Adani Group is interested in acquiring a stake in One 97 Communications, the company behind Paytm, following a meeting with Paytm CEO Vijay Shekhar Sharma.

This move would mark Adani’s entry into the fintech market, competing with Google Pay, PhonePe, and Jio Financial. Sharma owns nearly 19% of Paytm, which has faced regulatory and financial challenges, including restrictions from the RBI and partnership withdrawals from lenders like Aditya Birla Finance.

The potential deal with Adani Group comes as a timely opportunity for Paytm amid its ongoing difficulties.

360 ONE Asset has launched a ₹4,000 crore private equity secondaries fund, with over half already raised. It has closed five investments, covering 20-25% of the portfolio. The fund focuses on secondary-led pre-IPOs, single and multi-asset secondary deals, and special situations, with average investments of ₹150-250 crore.

The global secondaries market is valued at over $130 billion, while it’s still emerging in India. 360 ONE Asset, managing $8.7 billion in assets, is part of the 360 ONE group with $56 billion under management.

The firm is also preparing a healthcare fund, an early-stage venture fund, and a fourth pre-IPO fund, with investments in companies like NSE, NSDL, ANAROCK, Pharmeasy, Swiggy, and FirstCry.

RBI has launched a mobile app for retail investors to transact in government securities (G-Secs), available on the Play Store and App Store. This follows the Retail Direct Scheme initiated in November 2021, allowing investors to buy and sell G-Secs in primary and secondary markets.

Additionally, RBI introduced ‘PRAVAAH’, a secure web portal for authorizations and regulatory approvals, with 60 application forms currently available.

RBI also launched the FinTech Repository and EmTech Repository, managed by the Reserve Bank Innovation Hub, to collect data on fintech activities and the adoption of emerging technologies by regulated entities. These repositories aim to provide useful data and trends for policymakers and industry participants.

LIC’s entry into the health insurance sector is expected to intensify competition and potentially trigger consolidation within the already crowded market.

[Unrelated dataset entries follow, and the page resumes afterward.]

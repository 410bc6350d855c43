use std::ops::Range;

use miette::SourceSpan;

/// Byte position relative to start of source.
#[derive(Clone, Copy, PartialEq, Eq, PartialOrd, Ord, Hash, Default, Debug)]
pub struct Idx(pub u32);

/// Holds a view into a source, along with the line/column pair that editors
/// and listings report. `line` and `col` are 1-based.
#[derive(Clone, Copy, PartialEq, Eq, Default, Hash, Debug)]
pub struct Span {
    start: Idx,
    len: u16,
    line: u32,
    col: u32,
}

impl Span {
    pub fn new(start: Idx, len: u16, line: u32, col: u32) -> Self {
        Span {
            start,
            len,
            line,
            col,
        }
    }

    /// Non-source span.
    pub fn dummy() -> Self {
        Span::default()
    }

    pub fn offs(&self) -> usize {
        self.start.0 as usize
    }

    pub fn len(&self) -> usize {
        self.len as usize
    }

    pub fn is_empty(&self) -> bool {
        self.len == 0
    }

    pub fn line(&self) -> u32 {
        self.line
    }

    pub fn col(&self) -> u32 {
        self.col
    }

    pub fn end(&self) -> usize {
        self.offs() + self.len()
    }

    /// Returns a range that can be used to index the source.
    pub fn as_range(&self) -> Range<usize> {
        self.offs()..self.end()
    }

    /// Smallest span covering both `self` and `other`.
    pub fn join(&self, other: Span) -> Span {
        if other.is_empty() {
            return *self;
        }
        if self.is_empty() {
            return other;
        }
        let start = self.offs().min(other.offs());
        let end = self.end().max(other.end());
        let (line, col) = if self.offs() <= other.offs() {
            (self.line, self.col)
        } else {
            (other.line, other.col)
        };
        Span::new(Idx(start as u32), (end - start) as u16, line, col)
    }
}

// Used for miette conversion
impl From<Span> for SourceSpan {
    fn from(value: Span) -> Self {
        SourceSpan::new(value.offs().into(), value.len())
    }
}
//! The two-pass assembler.
//!
//! Pass 1 walks the statement list assigning addresses and filling the
//! symbol table. Pass 2 walks it again emitting bytes, resolving symbolic
//! operands, and building the listing and both source maps. Diagnostics
//! accumulate across both passes; assembly always produces a [`Program`],
//! with best-effort memory contents when errors are present.

use fxhash::FxHashMap;

use crate::error::{self, Diagnostic};
use crate::isa::{self, Fold, InstructionEntry, Reg, RegPair, Shape};
use crate::parser::{self, Expr, Operand, Statement, StmtKind};
use crate::span::Span;
use crate::symbol::{Symbol, SymbolTable};
use crate::lexer::DirKind;

pub const MEMORY_SIZE: usize = 0x10000;

/// One row of the human-readable listing.
#[derive(Clone, PartialEq, Eq, Debug)]
pub struct ListingRow {
    pub addr: u16,
    pub bytes: Vec<u8>,
    pub line: u32,
    pub text: String,
}

/// Immutable product of one assembly: the memory image plus everything a
/// host needs to map between source and addresses.
pub struct Program {
    pub memory: Box<[u8; MEMORY_SIZE]>,
    /// First PC, from the first ORG (defaults to 0000H).
    pub origin: u16,
    pub symbols: SymbolTable,
    /// Source line -> (first address, emitted byte count).
    pub line_to_addr: FxHashMap<u32, (u16, u16)>,
    /// First byte of each emitted instruction -> source line.
    pub addr_to_line: FxHashMap<u16, u32>,
    pub listing: Vec<ListingRow>,
    pub diagnostics: Vec<Diagnostic>,
    source: String,
}

impl Program {
    pub fn has_errors(&self) -> bool {
        self.diagnostics.iter().any(Diagnostic::is_error)
    }

    pub fn error_count(&self) -> usize {
        self.diagnostics.iter().filter(|d| d.is_error()).count()
    }

    pub fn source(&self) -> &str {
        &self.source
    }

    /// Render every diagnostic against the source, worst first.
    pub fn reports(&self) -> Vec<miette::Report> {
        self.diagnostics
            .iter()
            .map(|d| d.to_report(&self.source))
            .collect()
    }

    /// Symbols defined or referenced on a source line.
    pub fn symbols_at(&self, line: u32) -> Vec<&Symbol> {
        self.symbols
            .iter()
            .filter(|sym| {
                sym.defined_at.line() == line
                    || sym.references.iter().any(|span| span.line() == line)
            })
            .collect()
    }

    pub fn symbol_for_address(&self, addr: u16) -> Option<&Symbol> {
        self.symbols.iter().find(|sym| sym.value == addr)
    }

    pub fn address_for_label(&self, name: &str) -> Option<u16> {
        self.symbols.get(name).map(|sym| sym.value)
    }

    /// Addresses of emitted instruction first-bytes, for coverage ratios.
    pub fn instruction_addresses(&self) -> impl Iterator<Item = u16> + '_ {
        self.addr_to_line.keys().copied()
    }
}
use std::fs;
use std::io::{Read as _, Write as _};
use std::path::{Path, PathBuf};
use std::process::ExitCode;

use clap::{Parser, Subcommand};
use colored::Colorize;
use miette::IntoDiagnostic;

use otto::isa::{self, Cycles};
use otto::runtime::{Bus, Cpu, RunOptions, Snapshot, StopReason, DEFAULT_STEP_LIMIT};
use otto::trace::{first_divergence, Coverage, Monitor, Profile};
use otto::Program;

mod env;

/// Otto is a complete & convenient assembler toolchain for Intel 8085
/// assembly.
#[derive(Parser)]
#[command(version)]
struct Args {
    #[command(subcommand)]
    command: Command,
}

#[derive(Subcommand)]
enum Command {
    /// Assemble and run a program, printing the final machine state
    Run {
        /// `.asm`, `.a85`, or `.8085` source file
        name: PathBuf,
        /// Remove the runaway-loop safety bound
        #[arg(long = "unsafe")]
        unbounded: bool,
        /// Maximum instructions to execute
        #[arg(long)]
        limit: Option<u64>,
    },
    /// Assemble without running and report diagnostics
    Check {
        /// File to check
        name: PathBuf,
    },
    /// Print the address/bytes/source listing
    Listing {
        /// File to list
        name: PathBuf,
    },
    /// Disassemble the assembled image
    Dis {
        /// File to disassemble
        name: PathBuf,
        /// Start address (e.g. 8000H); defaults to the program origin
        #[arg(long)]
        addr: Option<String>,
        /// Number of instructions to decode
        #[arg(long, default_value_t = 16)]
        count: u16,
    },
    /// Dump the symbol table
    Symbols {
        /// File to inspect
        name: PathBuf,
    },
    /// Run with a coverage bitmap and report unexecuted lines
    Coverage {
        /// File to run
        name: PathBuf,
        #[arg(long = "unsafe")]
        unbounded: bool,
    },
    /// Run with per-address counters and report the hottest spots
    Profile {
        /// File to run
        name: PathBuf,
        /// Rows to show
        #[arg(long, default_value_t = 10)]
        top: usize,
    },
    /// Run two programs in lock step and report the first divergence
    Diff {
        /// Baseline program
        left: PathBuf,
        /// Candidate program
        right: PathBuf,
        #[arg(long, default_value_t = DEFAULT_STEP_LIMIT)]
        limit: u64,
    },
}

fn main() -> miette::Result<ExitCode> {
    env::init();
    let args = Args::parse();

    match args.command {
        Command::Run {
            name,
            unbounded,
            limit,
        } => {
            let program = assemble_file(&name)?;
            if program.has_errors() {
                return Ok(ExitCode::from(1));
            }
            run_program(&name, &program, resolve_limit(unbounded, limit))
        }
        Command::Check { name } => {
            let program = assemble_file(&name)?;
            if program.has_errors() {
                return Ok(ExitCode::from(1));
            }
            println!(
                "{:>12} with {} warnings",
                "Finished".green().bold(),
                program
                    .diagnostics
                    .len()
            );
            Ok(ExitCode::SUCCESS)
        }
        Command::Listing { name } => {
            let program = assemble_file(&name)?;
            for row in &program.listing {
                let bytes = row
                    .bytes
                    .iter()
                    .map(|b| format!("{b:02X}"))
                    .collect::<Vec<_>>()
                    .join(" ");
                println!("{:04X}  {bytes:<9} {}", row.addr, row.text);
            }
            Ok(exit_for(&program))
        }
        Command::Dis { name, addr, count } => {
            let program = assemble_file(&name)?;
            let mut pc = match addr {
                Some(text) => parse_address(&text)?,
                None => program.origin,
            };
            for _ in 0..count {
                match isa::disassemble_at(&program.memory, pc) {
                    Some(dis) => {
                        let cycles = match dis.cycles {
                            Cycles::Fixed(n) => format!("{n}T"),
                            Cycles::Branch { taken, not_taken } => {
                                format!("{taken}/{not_taken}T")
                            }
                        };
                        println!("{pc:04X}  {:<14} ; {cycles}", dis.text);
                        pc = pc.wrapping_add(dis.len as u16);
                    }
                    None => {
                        println!("{pc:04X}  DB {}", isa::hex8(program.memory[pc as usize]));
                        pc = pc.wrapping_add(1);
                    }
                }
            }
            Ok(exit_for(&program))
        }
        Command::Symbols { name } => {
            let program = assemble_file(&name)?;
            for symbol in program.symbols.sorted() {
                println!(
                    "{:<16} = {}  ; line {}, {} refs",
                    symbol.name,
                    isa::hex16(symbol.value),
                    symbol.defined_at.line(),
                    symbol.references.len()
                );
            }
            Ok(exit_for(&program))
        }
        Command::Coverage { name, unbounded } => {
            let program = assemble_file(&name)?;
            if program.has_errors() {
                return Ok(ExitCode::from(1));
            }
            run_coverage(&program, resolve_limit(unbounded, None))
        }
        Command::Profile { name, top } => {
            let program = assemble_file(&name)?;
            if program.has_errors() {
                return Ok(ExitCode::from(1));
            }
            run_profile(&program, top)
        }
        Command::Diff { left, right, limit } => {
            let program_a = assemble_file(&left)?;
            let program_b = assemble_file(&right)?;
            if program_a.has_errors() || program_b.has_errors() {
                return Ok(ExitCode::from(1));
            }
            run_diff(&program_a, &program_b, limit)
        }
    }
}

const SOURCE_EXTENSIONS: &[&str] = &["asm", "a85", "8085"];

/// Load and assemble a file, rendering every diagnostic it produced.
fn assemble_file(name: &Path) -> miette::Result<Program> {
    let known = name
        .extension()
        .and_then(|ext| ext.to_str())
        .is_some_and(|ext| SOURCE_EXTENSIONS.contains(&ext.to_ascii_lowercase().as_str()));
    if !known {
        eprintln!(
            "{:>12} {} does not look like an 8085 source file (.asm, .a85, .8085)",
            "Warning".yellow().bold(),
            name.display()
        );
    }
    let contents = fs::read_to_string(name).into_diagnostic()?;
    println!(
        "{:>12} target {}",
        "Assembling".green().bold(),
        name.display()
    );
    let program = otto::assemble(&contents);
    for report in program.reports() {
        eprintln!("{report:?}");
    }
    if program.has_errors() {
        eprintln!(
            "{:>12} with {} errors",
            "Failed".red().bold(),
            program.error_count()
        );
    }
    Ok(program)
}

fn exit_for(program: &Program) -> ExitCode {
    if program.has_errors() {
        ExitCode::from(1)
    } else {
        ExitCode::SUCCESS
    }
}

fn resolve_limit(unbounded: bool, limit: Option<u64>) -> Option<u64> {
    if unbounded {
        return None;
    }
    limit.or_else(env::step_limit).or(Some(DEFAULT_STEP_LIMIT))
}

/// Console port convention: IN 00H reads a byte from stdin, OUT 01H writes
/// one to stdout.
struct ConsoleBus;

impl Bus for ConsoleBus {
    fn input(&mut self, port: u8) -> Option<u8> {
        if port != 0x00 {
            return None;
        }
        let mut byte = [0u8; 1];
        match std::io::stdin().read(&mut byte) {
            Ok(1) => Some(byte[0]),
            _ => Some(0),
        }
    }

    fn output(&mut self, port: u8, value: u8) -> bool {
        if port != 0x01 {
            return false;
        }
        let mut stdout = std::io::stdout();
        let _ = stdout.write_all(&[value]);
        let _ = stdout.flush();
        true
    }
}

fn run_program(name: &Path, program: &Program, limit: Option<u64>) -> miette::Result<ExitCode> {
    println!("{:>12} binary", "Running".green().bold());
    let mut cpu = Cpu::new(program);
    let opts = RunOptions {
        limit,
        ..Default::default()
    };
    let outcome = cpu.run(&opts, &mut Monitor::default(), &mut ConsoleBus);

    match outcome.stop {
        StopReason::Halted => {
            println!("{:>12} after {} T-states", "Halted".cyan(), outcome.cycles);
            println!("{}", format_registers(&cpu.snapshot()));
            println!(
                "{:>12} target {}",
                "Completed".green().bold(),
                name.display()
            );
            Ok(ExitCode::SUCCESS)
        }
        StopReason::StepLimit => {
            eprintln!(
                "{:>12} step limit of {} exceeded (use --unsafe to remove it)",
                "Stopped".red().bold(),
                outcome.instructions
            );
            Ok(ExitCode::from(2))
        }
        StopReason::Illegal(op) => {
            eprintln!(
                "{:>12} illegal opcode {} at {}",
                "Stopped".red().bold(),
                isa::hex8(op),
                isa::hex16(cpu.pc)
            );
            Ok(ExitCode::from(2))
        }
        StopReason::Cancelled => Ok(ExitCode::from(130)),
        // No breakpoints or watches are armed on a plain run
        StopReason::Breakpoint(_) | StopReason::WatchHit(_) => unreachable!(),
    }
}

fn run_coverage(program: &Program, limit: Option<u64>) -> miette::Result<ExitCode> {
    let mut cpu = Cpu::new(program);
    let mut monitor = Monitor {
        coverage: Some(Coverage::new()),
        ..Default::default()
    };
    let opts = RunOptions {
        limit,
        ..Default::default()
    };
    let outcome = cpu.run(&opts, &mut monitor, &mut ConsoleBus);
    let coverage = monitor.coverage.as_ref().unwrap();

    println!(
        "{:>12} {:.1}% of instructions over {} steps",
        "Covered".green().bold(),
        coverage.percent_of(program),
        outcome.instructions
    );
    let unhit = coverage.unhit_lines(program);
    if !unhit.is_empty() {
        println!("{:>12} lines {}", "Missed".yellow().bold(), join_lines(&unhit));
    }
    Ok(runtime_exit(outcome.stop))
}

fn run_profile(program: &Program, top: usize) -> miette::Result<ExitCode> {
    let mut cpu = Cpu::new(program);
    let mut monitor = Monitor {
        profile: Some(Profile::new()),
        ..Default::default()
    };
    let outcome = cpu.run(&RunOptions::bounded(), &mut monitor, &mut ConsoleBus);
    let profile = monitor.profile.as_ref().unwrap();

    println!(
        "{:>12} {} T-states across {} instructions",
        "Profiled".green().bold(),
        profile.total_cycles(),
        outcome.instructions
    );
    for (addr, spot) in profile.top_by_cycles(top) {
        let text = isa::disassemble_at(&program.memory, addr)
            .map(|dis| dis.text)
            .unwrap_or_else(|| "??".into());
        let share = spot.cycles as f64 * 100.0 / profile.total_cycles().max(1) as f64;
        println!(
            "{addr:04X}  {text:<14} {:>8} hits {:>10} T ({share:.1}%)",
            spot.hits, spot.cycles
        );
    }
    Ok(runtime_exit(outcome.stop))
}

fn run_diff(program_a: &Program, program_b: &Program, limit: u64) -> miette::Result<ExitCode> {
    let mut cpu_a = Cpu::new(program_a);
    let mut cpu_b = Cpu::new(program_b);
    match first_divergence(&mut cpu_a, &mut cpu_b, limit) {
        None => {
            println!("{:>12} runs are identical", "Matched".green().bold());
            Ok(ExitCode::SUCCESS)
        }
        Some(divergence) => {
            println!(
                "{:>12} at step {}",
                "Diverged".yellow().bold(),
                divergence.step
            );
            for change in divergence.a.changes(&divergence.b) {
                println!(
                    "             {}: {:04X} vs {:04X}",
                    change.name, change.before, change.after
                );
            }
            println!("left : {}", format_registers(&divergence.a));
            println!("right: {}", format_registers(&divergence.b));
            Ok(ExitCode::SUCCESS)
        }
    }
}

fn runtime_exit(stop: StopReason) -> ExitCode {
    match stop {
        StopReason::Halted => ExitCode::SUCCESS,
        StopReason::Cancelled => ExitCode::from(130),
        _ => ExitCode::from(2),
    }
}

fn format_registers(snap: &Snapshot) -> String {
    format!(
        "A={:02X} B={:02X} C={:02X} D={:02X} E={:02X} H={:02X} L={:02X} SP={:04X} \
         Flags=S={} Z={} AC={} P={} CY={}",
        snap.a,
        snap.b,
        snap.c,
        snap.d,
        snap.e,
        snap.h,
        snap.l,
        snap.sp,
        (snap.flags >> 7) & 1,
        (snap.flags >> 6) & 1,
        (snap.flags >> 4) & 1,
        (snap.flags >> 2) & 1,
        snap.flags & 1,
    )
}

fn join_lines(lines: &[u32]) -> String {
    lines
        .iter()
        .map(|l| l.to_string())
        .collect::<Vec<_>>()
        .join(", ")
}

/// Accepts `8000H`, `0x8000`, or decimal.
fn parse_address(text: &str) -> miette::Result<u16> {
    let upper = text.trim().to_ascii_uppercase();
    let parsed = if let Some(hex) = upper.strip_suffix('H') {
        u16::from_str_radix(hex, 16)
    } else if let Some(hex) = upper.strip_prefix("0X") {
        u16::from_str_radix(hex, 16)
    } else {
        upper.parse()
    };
    parsed
        .map_err(|_| miette::miette!("`{text}` is not a valid 16-bit address"))
}
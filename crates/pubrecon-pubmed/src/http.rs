//! Blocking HTTP GET over a shared async client.
//!
//! Uses async reqwest on a small shared tokio runtime but presents a sync
//! interface, since the harvest runs one request at a time.

use std::sync::LazyLock;
use std::time::Duration;

use pubrecon_core::SourceError;

/// Connect timeout
const CONNECT_TIMEOUT: Duration = Duration::from_secs(30);

/// Whole-request timeout; efetch batches can be slow
const REQUEST_TIMEOUT: Duration = Duration::from_secs(120);

/// Shared async HTTP client with connection pooling.
static SHARED_CLIENT: LazyLock<reqwest::Client> = LazyLock::new(|| {
    reqwest::Client::builder()
        .connect_timeout(CONNECT_TIMEOUT)
        .timeout(REQUEST_TIMEOUT)
        .pool_max_idle_per_host(2)
        .build()
        .expect("failed to build HTTP client")
});

/// Shared tokio runtime for HTTP operations.
static SHARED_RUNTIME: LazyLock<tokio::runtime::Runtime> = LazyLock::new(|| {
    tokio::runtime::Builder::new_multi_thread()
        .worker_threads(2)
        .enable_all()
        .build()
        .expect("failed to build tokio runtime")
});

/// Classify a reqwest error: 429 is throttling, any other status is a
/// query error, no status means the transport failed.
pub fn source_error(e: &reqwest::Error) -> SourceError {
    match e.status().map(|s| s.as_u16()) {
        Some(429) => SourceError::RateLimited,
        Some(status) => SourceError::Query {
            status: Some(status),
            message: e.to_string(),
        },
        None => SourceError::Transport(e.to_string()),
    }
}

/// GET `url` with query `params` and return the body as text.
pub fn get_text(url: &str, params: &[(&str, String)]) -> Result<String, SourceError> {
    SHARED_RUNTIME.handle().block_on(async {
        let response = SHARED_CLIENT
            .get(url)
            .query(params)
            .send()
            .await
            .and_then(|r| r.error_for_status())
            .map_err(|e| source_error(&e))?;
        response.text().await.map_err(|e| source_error(&e))
    })
}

The health insurance segment has seen rapid growth due to rising medical inflation and increased awareness, leading to a 25-50% increase in premiums over the past few years. LIC’s move could pressure other insurers to reduce premiums.

LIC plans to expand into health insurance through inorganic growth, potentially acquiring stakes in standalone health insurance companies. This expansion aligns with expectations of regulatory approval for a composite license for large insurers post-elections.

Currently, there are five standalone health insurance companies in India, with new players also entering the market. LIC’s entry could accelerate consolidation and increase competitive dynamics.